[WHAT THIS TASK INVOLVES] Two lines mark the range in the entries below: the one holding "async fn test_401_clears_session_and_still_errors()" and the one holding "async fn test_register_authenticates_the_session()". Set down those two and all lines between them, exactly.
(GIVEN INFORMATION Opens)
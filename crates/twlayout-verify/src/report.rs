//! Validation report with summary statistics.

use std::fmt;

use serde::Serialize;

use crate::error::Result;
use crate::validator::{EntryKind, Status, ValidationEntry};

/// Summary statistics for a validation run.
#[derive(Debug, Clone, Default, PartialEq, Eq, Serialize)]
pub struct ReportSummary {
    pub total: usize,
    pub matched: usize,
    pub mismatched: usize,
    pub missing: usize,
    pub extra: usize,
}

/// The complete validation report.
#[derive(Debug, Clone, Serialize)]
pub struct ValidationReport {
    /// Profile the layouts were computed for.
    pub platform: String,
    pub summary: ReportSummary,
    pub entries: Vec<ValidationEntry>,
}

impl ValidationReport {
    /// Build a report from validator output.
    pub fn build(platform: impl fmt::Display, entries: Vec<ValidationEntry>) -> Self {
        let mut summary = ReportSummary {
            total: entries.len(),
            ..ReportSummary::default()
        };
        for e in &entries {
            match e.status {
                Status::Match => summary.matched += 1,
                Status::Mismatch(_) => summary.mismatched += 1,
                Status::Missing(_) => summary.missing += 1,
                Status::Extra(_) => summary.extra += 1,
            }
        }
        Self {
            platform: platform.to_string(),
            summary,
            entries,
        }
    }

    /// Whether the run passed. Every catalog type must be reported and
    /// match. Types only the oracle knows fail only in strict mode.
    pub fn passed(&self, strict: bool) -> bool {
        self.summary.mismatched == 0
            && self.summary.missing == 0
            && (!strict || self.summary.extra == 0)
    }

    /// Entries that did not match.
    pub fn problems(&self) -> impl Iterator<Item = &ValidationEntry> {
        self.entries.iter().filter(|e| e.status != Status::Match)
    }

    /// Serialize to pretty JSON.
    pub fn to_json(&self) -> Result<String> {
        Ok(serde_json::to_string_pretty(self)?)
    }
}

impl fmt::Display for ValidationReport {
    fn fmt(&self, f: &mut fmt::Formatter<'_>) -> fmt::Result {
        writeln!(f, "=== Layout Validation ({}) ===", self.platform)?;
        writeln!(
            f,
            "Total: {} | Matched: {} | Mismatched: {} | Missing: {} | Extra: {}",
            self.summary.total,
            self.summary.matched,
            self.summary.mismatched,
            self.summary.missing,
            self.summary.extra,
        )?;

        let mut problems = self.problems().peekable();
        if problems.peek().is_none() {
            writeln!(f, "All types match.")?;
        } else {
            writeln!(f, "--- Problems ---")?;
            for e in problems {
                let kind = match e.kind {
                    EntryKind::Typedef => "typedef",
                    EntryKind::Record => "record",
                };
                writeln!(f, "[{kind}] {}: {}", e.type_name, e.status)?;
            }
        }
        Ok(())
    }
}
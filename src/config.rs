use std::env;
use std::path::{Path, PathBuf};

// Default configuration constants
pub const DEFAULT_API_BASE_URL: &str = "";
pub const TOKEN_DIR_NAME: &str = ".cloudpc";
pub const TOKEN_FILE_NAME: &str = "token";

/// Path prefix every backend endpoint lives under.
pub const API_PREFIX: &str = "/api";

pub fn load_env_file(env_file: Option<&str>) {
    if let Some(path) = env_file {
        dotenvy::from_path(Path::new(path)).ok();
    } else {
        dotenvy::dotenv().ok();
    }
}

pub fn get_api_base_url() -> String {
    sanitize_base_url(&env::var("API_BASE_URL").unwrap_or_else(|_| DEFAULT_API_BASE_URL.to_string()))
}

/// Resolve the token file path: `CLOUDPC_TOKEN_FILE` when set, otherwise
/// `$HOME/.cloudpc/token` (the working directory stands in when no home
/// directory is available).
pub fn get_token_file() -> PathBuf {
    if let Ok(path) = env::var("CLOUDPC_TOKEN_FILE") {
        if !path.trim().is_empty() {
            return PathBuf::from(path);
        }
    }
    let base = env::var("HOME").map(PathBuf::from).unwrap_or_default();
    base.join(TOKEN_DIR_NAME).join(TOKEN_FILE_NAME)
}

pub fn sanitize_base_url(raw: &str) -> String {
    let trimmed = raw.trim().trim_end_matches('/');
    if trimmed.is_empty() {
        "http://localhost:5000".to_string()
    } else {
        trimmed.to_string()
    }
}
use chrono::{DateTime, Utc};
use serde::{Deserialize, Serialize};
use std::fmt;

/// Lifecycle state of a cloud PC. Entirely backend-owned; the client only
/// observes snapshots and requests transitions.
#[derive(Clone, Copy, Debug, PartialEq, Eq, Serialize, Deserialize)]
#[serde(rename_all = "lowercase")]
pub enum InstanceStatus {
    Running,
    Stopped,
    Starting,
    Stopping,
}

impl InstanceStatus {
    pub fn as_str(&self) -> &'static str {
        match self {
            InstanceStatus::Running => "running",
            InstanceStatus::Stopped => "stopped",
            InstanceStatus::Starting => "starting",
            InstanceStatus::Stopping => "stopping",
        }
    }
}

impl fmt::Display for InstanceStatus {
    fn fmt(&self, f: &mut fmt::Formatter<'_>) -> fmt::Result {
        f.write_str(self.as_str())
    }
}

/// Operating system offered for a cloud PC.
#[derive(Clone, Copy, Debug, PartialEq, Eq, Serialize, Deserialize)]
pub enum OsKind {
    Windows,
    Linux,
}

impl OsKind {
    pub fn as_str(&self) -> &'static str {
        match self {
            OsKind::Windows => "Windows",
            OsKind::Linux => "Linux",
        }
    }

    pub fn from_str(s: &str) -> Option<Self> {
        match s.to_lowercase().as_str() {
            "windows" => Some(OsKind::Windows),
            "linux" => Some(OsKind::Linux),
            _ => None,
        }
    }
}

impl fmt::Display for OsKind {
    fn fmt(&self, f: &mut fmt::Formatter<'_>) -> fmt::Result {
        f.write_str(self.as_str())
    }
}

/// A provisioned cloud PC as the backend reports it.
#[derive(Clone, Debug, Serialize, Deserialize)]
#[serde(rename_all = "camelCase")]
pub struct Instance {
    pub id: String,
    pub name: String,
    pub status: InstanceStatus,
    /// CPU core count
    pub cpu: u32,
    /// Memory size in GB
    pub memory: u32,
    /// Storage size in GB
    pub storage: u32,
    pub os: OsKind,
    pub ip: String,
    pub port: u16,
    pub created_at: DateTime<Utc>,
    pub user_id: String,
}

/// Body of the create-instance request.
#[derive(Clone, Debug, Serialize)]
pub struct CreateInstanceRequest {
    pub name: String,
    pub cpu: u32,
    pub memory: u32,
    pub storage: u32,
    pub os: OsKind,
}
(GIVEN INFORMATION Closes)
(GIVEN INFORMATION Opens)
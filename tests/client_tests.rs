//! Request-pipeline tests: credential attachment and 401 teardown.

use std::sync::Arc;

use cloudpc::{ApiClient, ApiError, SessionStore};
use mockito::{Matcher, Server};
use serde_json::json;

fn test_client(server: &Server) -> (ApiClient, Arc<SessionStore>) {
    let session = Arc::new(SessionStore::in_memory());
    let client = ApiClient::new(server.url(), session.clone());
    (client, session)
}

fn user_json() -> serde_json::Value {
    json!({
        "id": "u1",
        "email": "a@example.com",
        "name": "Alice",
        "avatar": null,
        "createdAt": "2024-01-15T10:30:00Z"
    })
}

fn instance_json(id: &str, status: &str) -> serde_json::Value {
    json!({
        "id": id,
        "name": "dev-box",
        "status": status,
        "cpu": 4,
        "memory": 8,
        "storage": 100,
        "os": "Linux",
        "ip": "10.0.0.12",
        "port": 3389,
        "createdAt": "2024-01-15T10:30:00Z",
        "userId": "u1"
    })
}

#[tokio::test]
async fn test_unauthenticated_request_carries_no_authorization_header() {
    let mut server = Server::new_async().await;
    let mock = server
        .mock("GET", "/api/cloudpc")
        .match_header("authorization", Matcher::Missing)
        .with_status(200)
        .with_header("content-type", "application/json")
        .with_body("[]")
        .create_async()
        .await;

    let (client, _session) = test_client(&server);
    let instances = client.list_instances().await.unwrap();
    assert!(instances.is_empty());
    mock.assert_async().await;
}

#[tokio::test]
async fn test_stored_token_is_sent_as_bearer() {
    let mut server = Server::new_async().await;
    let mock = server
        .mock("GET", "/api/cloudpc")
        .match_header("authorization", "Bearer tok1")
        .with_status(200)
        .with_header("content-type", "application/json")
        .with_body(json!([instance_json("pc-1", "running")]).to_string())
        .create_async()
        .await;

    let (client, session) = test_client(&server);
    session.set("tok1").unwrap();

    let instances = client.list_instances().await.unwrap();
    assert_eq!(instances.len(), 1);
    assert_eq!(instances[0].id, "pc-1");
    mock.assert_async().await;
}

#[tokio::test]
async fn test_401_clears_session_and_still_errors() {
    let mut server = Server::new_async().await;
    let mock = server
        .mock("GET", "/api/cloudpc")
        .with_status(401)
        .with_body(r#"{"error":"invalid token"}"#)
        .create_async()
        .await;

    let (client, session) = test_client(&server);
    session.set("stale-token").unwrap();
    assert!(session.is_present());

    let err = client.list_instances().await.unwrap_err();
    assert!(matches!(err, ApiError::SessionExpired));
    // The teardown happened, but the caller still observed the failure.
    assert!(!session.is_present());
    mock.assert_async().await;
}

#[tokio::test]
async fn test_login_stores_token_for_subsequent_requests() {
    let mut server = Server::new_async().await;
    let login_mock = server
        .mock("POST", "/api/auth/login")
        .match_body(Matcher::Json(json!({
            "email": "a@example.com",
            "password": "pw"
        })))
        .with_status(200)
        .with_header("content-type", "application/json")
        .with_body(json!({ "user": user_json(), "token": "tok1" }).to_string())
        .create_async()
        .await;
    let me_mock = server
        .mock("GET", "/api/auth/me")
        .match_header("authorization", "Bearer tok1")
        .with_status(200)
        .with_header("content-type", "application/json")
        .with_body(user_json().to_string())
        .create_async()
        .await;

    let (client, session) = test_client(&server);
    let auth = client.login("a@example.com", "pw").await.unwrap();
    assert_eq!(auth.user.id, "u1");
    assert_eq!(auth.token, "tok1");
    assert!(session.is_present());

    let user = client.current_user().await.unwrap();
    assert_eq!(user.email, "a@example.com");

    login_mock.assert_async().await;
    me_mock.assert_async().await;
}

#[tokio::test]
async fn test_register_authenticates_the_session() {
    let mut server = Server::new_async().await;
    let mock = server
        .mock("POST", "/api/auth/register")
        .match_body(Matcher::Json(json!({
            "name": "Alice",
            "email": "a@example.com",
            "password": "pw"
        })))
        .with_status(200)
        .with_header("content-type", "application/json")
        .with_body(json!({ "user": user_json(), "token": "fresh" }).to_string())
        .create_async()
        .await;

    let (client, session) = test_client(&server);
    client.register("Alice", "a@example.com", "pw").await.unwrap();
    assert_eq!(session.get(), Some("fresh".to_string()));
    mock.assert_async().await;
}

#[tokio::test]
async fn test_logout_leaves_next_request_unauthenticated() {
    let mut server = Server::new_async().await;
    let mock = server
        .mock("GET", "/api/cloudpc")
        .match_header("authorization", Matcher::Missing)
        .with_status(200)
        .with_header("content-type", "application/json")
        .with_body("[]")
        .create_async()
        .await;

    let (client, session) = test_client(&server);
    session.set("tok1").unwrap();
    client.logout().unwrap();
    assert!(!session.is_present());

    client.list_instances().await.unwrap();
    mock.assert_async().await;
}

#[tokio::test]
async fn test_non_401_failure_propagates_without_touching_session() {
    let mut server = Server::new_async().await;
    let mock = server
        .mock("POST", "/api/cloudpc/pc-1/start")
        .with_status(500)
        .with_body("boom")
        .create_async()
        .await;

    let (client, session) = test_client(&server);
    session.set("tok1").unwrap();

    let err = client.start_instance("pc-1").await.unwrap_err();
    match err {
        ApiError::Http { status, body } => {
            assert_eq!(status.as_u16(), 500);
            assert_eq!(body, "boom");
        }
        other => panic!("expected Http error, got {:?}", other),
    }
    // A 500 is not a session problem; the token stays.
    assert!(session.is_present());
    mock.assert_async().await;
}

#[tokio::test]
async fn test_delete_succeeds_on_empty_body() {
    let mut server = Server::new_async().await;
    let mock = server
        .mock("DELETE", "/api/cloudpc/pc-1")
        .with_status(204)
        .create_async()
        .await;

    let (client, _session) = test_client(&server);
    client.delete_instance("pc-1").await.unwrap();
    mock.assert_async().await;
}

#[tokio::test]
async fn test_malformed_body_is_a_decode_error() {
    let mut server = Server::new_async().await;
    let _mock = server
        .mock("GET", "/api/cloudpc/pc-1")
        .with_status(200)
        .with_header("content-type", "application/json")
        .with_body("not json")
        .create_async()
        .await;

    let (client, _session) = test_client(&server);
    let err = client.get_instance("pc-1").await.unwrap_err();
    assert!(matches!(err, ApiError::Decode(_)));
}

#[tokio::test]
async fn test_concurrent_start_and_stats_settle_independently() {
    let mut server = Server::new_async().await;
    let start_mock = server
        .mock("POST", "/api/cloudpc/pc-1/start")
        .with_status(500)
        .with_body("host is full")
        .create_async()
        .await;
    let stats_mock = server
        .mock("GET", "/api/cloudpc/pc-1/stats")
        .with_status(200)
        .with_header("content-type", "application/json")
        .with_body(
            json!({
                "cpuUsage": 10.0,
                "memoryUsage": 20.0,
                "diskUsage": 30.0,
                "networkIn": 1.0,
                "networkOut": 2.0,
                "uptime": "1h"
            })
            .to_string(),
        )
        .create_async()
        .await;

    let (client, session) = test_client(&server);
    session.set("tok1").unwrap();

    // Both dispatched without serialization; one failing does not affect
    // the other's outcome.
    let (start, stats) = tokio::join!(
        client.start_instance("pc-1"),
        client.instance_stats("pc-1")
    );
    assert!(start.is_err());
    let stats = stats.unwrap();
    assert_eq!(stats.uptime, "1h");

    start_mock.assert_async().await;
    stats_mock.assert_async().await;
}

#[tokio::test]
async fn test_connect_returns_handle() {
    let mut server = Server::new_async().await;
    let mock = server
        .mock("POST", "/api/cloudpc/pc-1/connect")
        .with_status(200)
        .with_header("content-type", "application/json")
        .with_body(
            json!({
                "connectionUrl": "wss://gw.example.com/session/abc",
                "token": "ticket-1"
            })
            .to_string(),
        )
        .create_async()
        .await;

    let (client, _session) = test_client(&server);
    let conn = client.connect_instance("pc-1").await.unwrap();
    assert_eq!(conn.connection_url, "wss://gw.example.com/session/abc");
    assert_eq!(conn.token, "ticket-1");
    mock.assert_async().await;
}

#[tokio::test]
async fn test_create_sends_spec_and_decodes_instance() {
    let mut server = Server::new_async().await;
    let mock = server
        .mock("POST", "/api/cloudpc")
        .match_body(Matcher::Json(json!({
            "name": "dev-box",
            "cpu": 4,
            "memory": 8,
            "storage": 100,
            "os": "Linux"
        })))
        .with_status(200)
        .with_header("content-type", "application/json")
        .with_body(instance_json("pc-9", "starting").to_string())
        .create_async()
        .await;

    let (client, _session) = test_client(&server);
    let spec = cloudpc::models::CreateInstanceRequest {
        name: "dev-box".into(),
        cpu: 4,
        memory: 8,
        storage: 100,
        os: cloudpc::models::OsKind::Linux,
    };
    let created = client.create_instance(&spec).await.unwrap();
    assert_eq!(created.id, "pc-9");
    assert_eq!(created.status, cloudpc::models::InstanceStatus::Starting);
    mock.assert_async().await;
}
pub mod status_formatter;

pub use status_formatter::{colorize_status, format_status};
(GIVEN INFORMATION Closes)
[SOLUTION FOR THIS TASK]
async fn test_401_clears_session_and_still_errors() {
    let mut server = Server::new_async().await;
    let mock = server
        .mock("GET", "/api/cloudpc")
        .with_status(401)
        .with_body(r#"{"error":"invalid token"}"#)
        .create_async()
        .await;

    let (client, session) = test_client(&server);
    session.set("stale-token").unwrap();
    assert!(session.is_present());

    let err = client.list_instances().await.unwrap_err();
    assert!(matches!(err, ApiError::SessionExpired));
    // The teardown happened, but the caller still observed the failure.
    assert!(!session.is_present());
    mock.assert_async().await;
}

#[tokio::test]
async fn test_login_stores_token_for_subsequent_requests() {
    let mut server = Server::new_async().await;
    let login_mock = server
        .mock("POST", "/api/auth/login")
        .match_body(Matcher::Json(json!({
            "email": "a@example.com",
            "password": "pw"
        })))
        .with_status(200)
        .with_header("content-type", "application/json")
        .with_body(json!({ "user": user_json(), "token": "tok1" }).to_string())
        .create_async()
        .await;
    let me_mock = server
        .mock("GET", "/api/auth/me")
        .match_header("authorization", "Bearer tok1")
        .with_status(200)
        .with_header("content-type", "application/json")
        .with_body(user_json().to_string())
        .create_async()
        .await;

    let (client, session) = test_client(&server);
    let auth = client.login("a@example.com", "pw").await.unwrap();
    assert_eq!(auth.user.id, "u1");
    assert_eq!(auth.token, "tok1");
    assert!(session.is_present());

    let user = client.current_user().await.unwrap();
    assert_eq!(user.email, "a@example.com");

    login_mock.assert_async().await;
    me_mock.assert_async().await;
}

#[tokio::test]
async fn test_register_authenticates_the_session() {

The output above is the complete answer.